### What you will do:
Take every line containing "DateTime" out of the records.

### Given data:

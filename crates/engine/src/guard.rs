//! Idempotency guard over the store's key table.
//!
//! Reservation is a unique insert; a conflict means the request is a replay
//! and the guarded side effect must not run again. Whether a failed guarded
//! operation releases the key (allowing a corrected retry) or leaves it
//! consumed is the guarded endpoint's policy, not the guard's.

use chrono::{DateTime, Duration, Utc};

use tally_core::{EntryId, LedgerResult, OrgId};
use tally_store::{KeyReservation, LedgerStore, LedgerTx};

pub struct IdempotencyGuard;

impl IdempotencyGuard {
    /// Reserve `key` for `endpoint` before the guarded operation runs.
    pub fn reserve(
        tx: &mut dyn LedgerTx,
        key: &str,
        endpoint: &str,
        now: DateTime<Utc>,
    ) -> KeyReservation {
        tx.reserve_key(key, endpoint, now)
    }

    /// Drop a reservation so a retry may reuse the key.
    ///
    /// The in-memory store would also discard it on transaction rollback;
    /// releasing explicitly keeps the policy visible and correct for stores
    /// where the reservation outlives the failed unit of work.
    pub fn release(tx: &mut dyn LedgerTx, key: &str) {
        tx.release_key(key);
    }

    /// Bind a reservation to the entry it produced, for replay responses.
    pub fn bind(tx: &mut dyn LedgerTx, key: &str, entry_id: EntryId) {
        tx.bind_key(key, entry_id);
    }

    /// Housekeeping: delete keys older than `max_age`, returning the count.
    pub fn purge_older_than<S: LedgerStore>(
        store: &S,
        org_id: OrgId,
        max_age: Duration,
    ) -> LedgerResult<usize> {
        let cutoff = Utc::now() - max_age;
        store.with_org(org_id, |tx| Ok(tx.purge_keys_older_than(cutoff)))
    }
}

### Result:
use chrono::{DateTime, Duration, Utc};
        now: DateTime<Utc>,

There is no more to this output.